LANDSTUHL REGIONAL MEDICAL CENTER, Germany (Sept. 24, 2012) -- When an injured handler of a military working dog regains consciousness from a blast or other incident downrange, the first thing they ask is, "How is my dog? How is my dog?"
A Soldier recently injured in Afghanistan asked the same question in the intensive care unit at Landstuhl Regional Medical Center, Germany. When his nurse told him JaJo (pronounced "zsa-zso") was being treated for injuries at a nearby military veterinary clinic, but was doing fine, she said a tear of relief rolled down his cheek.
Only one day after surgery, JaJo, with a bandaged foot and shrapnel wounds visible across his body, was allowed to visit his handler and friend -- an infantry Soldier recovering from the same incident, whose name is being withheld for patient privacy reasons.
Although JaJo had half of his spleen removed and suffered two broken bones in his right-rear foot, the young German shepherd appeared uninjured as he eagerly made his way bedside. Although his handler wasn't initially aware of his visitor, JaJo licked his outstretched hand and was ready to jump up and share the bed. Moments later, an eye opened as JaJo licked his hand again and the Soldier was alert enough give his friend a loving cuddle.
"If he could, JaJo would lay on that bed all day," said Capt. (Dr.) Catherine Cook, officer-in-charge of the Military Working Dog Ward at the Dog Center Europe facility at Pulaski Barracks. Cook said JaJo is expected to recover from his wounds and could be able to deploy again as a Tactical Explosive Detection Dog, but first would be medically evacuated, or medevaced, stateside to convalesce. His handler will also soon be medevaced to the U.S. to continue his long-term recovery.
It was because of the unlikelihood of their paths crossing again that prompted Cook and her staff to help them reunite. She could recall only a handful of previous occasions when both handler and dog were seriously injured and one was physically capable of visiting the other.
JaJo and his handler weren't a traditional K-9 team, in which a handler remains part of the duo until his or her permanent change of station. JaJo's handler is an infantry Soldier who attended an intensive dog handler's course for approximately four weeks. He would be paired up with JaJo only for the duration of his deployment.
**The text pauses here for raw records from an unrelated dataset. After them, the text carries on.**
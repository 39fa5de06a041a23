// [apps/device-simulator/src/disk_bridge.rs]
/*!
 * APARATO: PUENTE DE PLATAFORMA SOBRE DISCO
 * CLASIFICACIÓN: REFERENCE HOST (ESTRATO L4 — CLI)
 * RESPONSABILIDAD: IMPLEMENTA `PlatformBridge` PERSISTIENDO BUNDLES Y
 *    CONDICIONES DE DISPOSITIVO EN ARCHIVOS, PARA QUE INVOCACIONES
 *    SUCESIVAS DEL CLI (PROCESOS SEPARADOS) COMPARTAN EL MISMO ESTADO
 *    QUE UN RUNTIME NATIVO CONSERVARÍA EN MEMORIA ENTRE LANZAMIENTOS
 *
 * `save_bundle_atomic` sigue la misma disciplina temp-then-rename que
 * `bundlenudge_device_agent::storage::FileStorage` (§4.6.2 paso 3): el
 * paso de rename es lo último que puede voltear "qué bundle cargar",
 * nunca un estado a medio escribir.
 */

use std::fs;
use std::path::{Path, PathBuf};

use bundlenudge_device_agent::{AgentError, NativeVersionInfo, PlatformBridge};
use serde::{Deserialize, Serialize};

#[derive(Debug, Clone, Serialize, Deserialize)]
pub struct DeviceConditions {
    pub app_version: String,
    pub build_number: String,
    #[serde(default = "default_os_version")]
    pub os_version: String,
    pub battery_percent: u8,
    pub wifi: bool,
    pub low_power_mode: bool,
}

fn default_os_version() -> String {
    "17.0".to_string()
}

impl Default for DeviceConditions {
    fn default() -> Self {
        Self {
            app_version: "1.0.0".to_string(),
            build_number: "1".to_string(),
            os_version: default_os_version(),
            battery_percent: 100,
            wifi: true,
            low_power_mode: false,
        }
    }
}

pub struct DiskBridge {
    bundles_dir: PathBuf,
    conditions_path: PathBuf,
    restart_count: std::sync::atomic::AtomicU32,
}

impl DiskBridge {
    pub fn at(data_dir: impl AsRef<Path>) -> std::io::Result<Self> {
        let data_dir = data_dir.as_ref();
        let bundles_dir = data_dir.join("bundles");
        fs::create_dir_all(&bundles_dir)?;

        let conditions_path = data_dir.join("conditions.json");
        if !conditions_path.exists() {
            write_conditions(&conditions_path, &DeviceConditions::default())?;
        }

        Ok(Self { bundles_dir, conditions_path, restart_count: std::sync::atomic::AtomicU32::new(0) })
    }

    pub fn conditions(&self) -> DeviceConditions {
        read_conditions(&self.conditions_path).unwrap_or_default()
    }

    pub fn update_conditions(&self, update: impl FnOnce(&mut DeviceConditions)) -> std::io::Result<DeviceConditions> {
        let mut conditions = self.conditions();
        update(&mut conditions);
        write_conditions(&self.conditions_path, &conditions)?;
        Ok(conditions)
    }

    fn bundle_path(&self, version: &str) -> PathBuf {
        self.bundles_dir.join(format!("{version}.bundle"))
    }

    pub fn restart_count(&self) -> u32 {
        self.restart_count.load(std::sync::atomic::Ordering::SeqCst)
    }
}

fn read_conditions(path: &Path) -> Option<DeviceConditions> {
    let raw = fs::read_to_string(path).ok()?;
    serde_json::from_str(&raw).ok()
}

fn write_conditions(path: &Path, conditions: &DeviceConditions) -> std::io::Result<()> {
    let serialized = serde_json::to_string_pretty(conditions)?;
    let temp_path = path.with_extension("tmp");
    fs::write(&temp_path, serialized)?;
    fs::rename(&temp_path, path)
}

impl PlatformBridge for DiskBridge {
    fn native_version_info(&self) -> NativeVersionInfo {
        let conditions = self.conditions();
        NativeVersionInfo { app_version: conditions.app_version, build_number: conditions.build_number }
    }

    fn os_version(&self) -> String {
        self.conditions().os_version
    }

    fn save_bundle_atomic(&self, version: &str, bytes: &[u8]) -> Result<(), AgentError> {
        let final_path = self.bundle_path(version);
        let temp_path = final_path.with_extension("bundle.tmp");

        if let Err(error) = fs::write(&temp_path, bytes) {
            let _ = fs::remove_file(&temp_path);
            return Err(AgentError::Bridge(format!("failed to stage bundle {version}: {error}")));
        }
        fs::rename(&temp_path, &final_path).map_err(|error| {
            let _ = fs::remove_file(&temp_path);
            AgentError::Bridge(format!("failed to commit bundle {version}: {error}"))
        })
    }

    fn read_bundle_bytes(&self, version: &str) -> Result<Vec<u8>, AgentError> {
        fs::read(self.bundle_path(version))
            .map_err(|error| AgentError::Bridge(format!("bundle {version} unreadable: {error}")))
    }

    fn remove_bundle(&self, version: &str) -> Result<(), AgentError> {
        match fs::remove_file(self.bundle_path(version)) {
            Ok(()) => Ok(()),
            Err(error) if error.kind() == std::io::ErrorKind::NotFound => Ok(()),
            Err(error) => Err(AgentError::Bridge(format!("failed to remove bundle {version}: {error}"))),
        }
    }

    fn restart_app(&self) {
        self.restart_count.fetch_add(1, std::sync::atomic::Ordering::SeqCst);
    }

    fn battery_percent(&self) -> u8 {
        self.conditions().battery_percent
    }

    fn is_wifi(&self) -> bool {
        self.conditions().wifi
    }

    fn is_low_power_mode(&self) -> bool {
        self.conditions().low_power_mode
    }
}

#[cfg(test)]
mod tests {
    use super::*;

    #[test]
    fn bundle_round_trips_through_atomic_rename() {
        let dir = tempfile::tempdir().unwrap();
        let bridge = DiskBridge::at(dir.path()).unwrap();

        bridge.save_bundle_atomic("1.2.0", b"hello-bundle").unwrap();
        assert_eq!(bridge.read_bundle_bytes("1.2.0").unwrap(), b"hello-bundle");

        bridge.remove_bundle("1.2.0").unwrap();
        assert!(bridge.read_bundle_bytes("1.2.0").is_err());
    }

    #[test]
    fn conditions_default_to_a_healthy_device() {
        let dir = tempfile::tempdir().unwrap();
        let bridge = DiskBridge::at(dir.path()).unwrap();

        assert_eq!(bridge.battery_percent(), 100);
        assert!(bridge.is_wifi());
        assert!(!bridge.is_low_power_mode());
        assert_eq!(bridge.os_version(), "17.0");
    }

    #[test]
    fn update_conditions_persists_across_bridge_instances() {
        let dir = tempfile::tempdir().unwrap();
        {
            let bridge = DiskBridge::at(dir.path()).unwrap();
            bridge.update_conditions(|c| c.app_version = "2.0.0".to_string()).unwrap();
        }
        let reopened = DiskBridge::at(dir.path()).unwrap();
        assert_eq!(reopened.native_version_info().app_version, "2.0.0");
    }

    #[test]
    fn os_version_persists_across_bridge_instances() {
        let dir = tempfile::tempdir().unwrap();
        {
            let bridge = DiskBridge::at(dir.path()).unwrap();
            bridge.update_conditions(|c| c.os_version = "18.1".to_string()).unwrap();
        }
        let reopened = DiskBridge::at(dir.path()).unwrap();
        assert_eq!(reopened.os_version(), "18.1");
    }
}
It is during the training period where Cook said teams develop a special bond and handlers learn to give commands for seeking out improvised explosive devices.
Cook gives huge credit to the on-scene medics and other medical personnel downrange for helping make the reunion possible. JaJo's treatment in Afghanistan included a chest tube, catheter and other medical treatment for penetrating shrapnel wounds.
"The medics who worked on him did a fabulous job -- high speed. They treated him as well as any human Soldier," said Cook.
The effort to treat military working dogs continues in Germany where Cook and her staff put in long hours caring for canines seriously injured downrange. Being able to experience the reunion helps put the hard work and effort into perspective.
"It's rewarding because you could tell he recognized JaJo," Cook said. "If he only remembers just a little bit of this in the future, it was all worthwhile."